WHAT THE EXERCISE ASKS
Only the lines holding the string "invalid" are needed; copy each of them from the data.

Dataset entries:
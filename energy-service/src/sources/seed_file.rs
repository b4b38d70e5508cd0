use std::{path::PathBuf, pin::Pin};

use async_stream::try_stream;
use energy_store::{Reading, ReadingStore};
use futures::{Stream, StreamExt};
use time::OffsetDateTime;
use tokio::{
    fs::File,
    io::{AsyncBufReadExt, BufReader},
};

use crate::{error::ApiError, transform::validate_reading};

#[derive(thiserror::Error, Debug)]
pub enum SourceError {
    #[error("failed to open seed file {path}: {source}")]
    Open {
        path: PathBuf,
        source: std::io::Error,
    },
    #[error("failed to read seed file {path}: {source}")]
    Read {
        path: PathBuf,
        source: std::io::Error,
    },
}

/// One non-blank line of a seed file after validation.
#[derive(Debug)]
pub struct SeedLine {
    pub line_no: usize,
    pub outcome: Result<Reading, ApiError>,
}

#[derive(Debug, Default, Clone, Copy, PartialEq, Eq)]
pub struct SeedReport {
    pub stored: usize,
    pub rejected: usize,
}

/// NDJSON seed source for readings.
///
/// Each line is a JSON object with the same shape as the `POST /api/energy`
/// body and goes through the same validation. Blank lines are skipped.
pub struct SeedFileSource {
    path: PathBuf,
}

impl SeedFileSource {
    pub fn new<P: Into<PathBuf>>(path: P) -> Self {
        Self { path: path.into() }
    }

    pub fn stream(&self) -> Pin<Box<dyn Stream<Item = Result<SeedLine, SourceError>> + Send>> {
        let path = self.path.clone();
        let s = try_stream! {
            let file = File::open(&path).await.map_err(|source| SourceError::Open {
                path: path.clone(),
                source,
            })?;
            let mut lines = BufReader::new(file).lines();
            let mut line_no = 0usize;

            while let Some(line) = lines.next_line().await.map_err(|source| SourceError::Read {
                path: path.clone(),
                source,
            })? {
                line_no += 1;
                if line.trim().is_empty() {
                    continue;
                }

                let outcome = serde_json::from_str(&line)
                    .map_err(|e| ApiError::Parse(format!("invalid JSON: {e}")))
                    .and_then(|value| validate_reading(value, OffsetDateTime::now_utc()));

                yield SeedLine { line_no, outcome };
            }
        };

        Box::pin(s)
    }

    /// Append every valid line to `store`; invalid lines are logged and skipped.
    pub async fn load_into(&self, store: &ReadingStore) -> Result<SeedReport, SourceError> {
        let mut report = SeedReport::default();
        let mut stream = self.stream();

        while let Some(line) = stream.next().await {
            let line = line?;
            match line.outcome {
                Ok(reading) => {
                    store.append(reading).await;
                    report.stored += 1;
                }
                Err(e) => {
                    metrics::counter!("energy_seed_lines_rejected_total").increment(1);
                    tracing::warn!(
                        path = %self.path.display(),
                        line = line.line_no,
                        error = %e,
                        "skipping invalid seed line"
                    );
                    report.rejected += 1;
                }
            }
        }

        Ok(report)
    }
}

SOLUTION TO THE PROBLEM
                    .map_err(|e| ApiError::Parse(format!("invalid JSON: {e}")))
    /// Append every valid line to `store`; invalid lines are logged and skipped.
                        "skipping invalid seed line"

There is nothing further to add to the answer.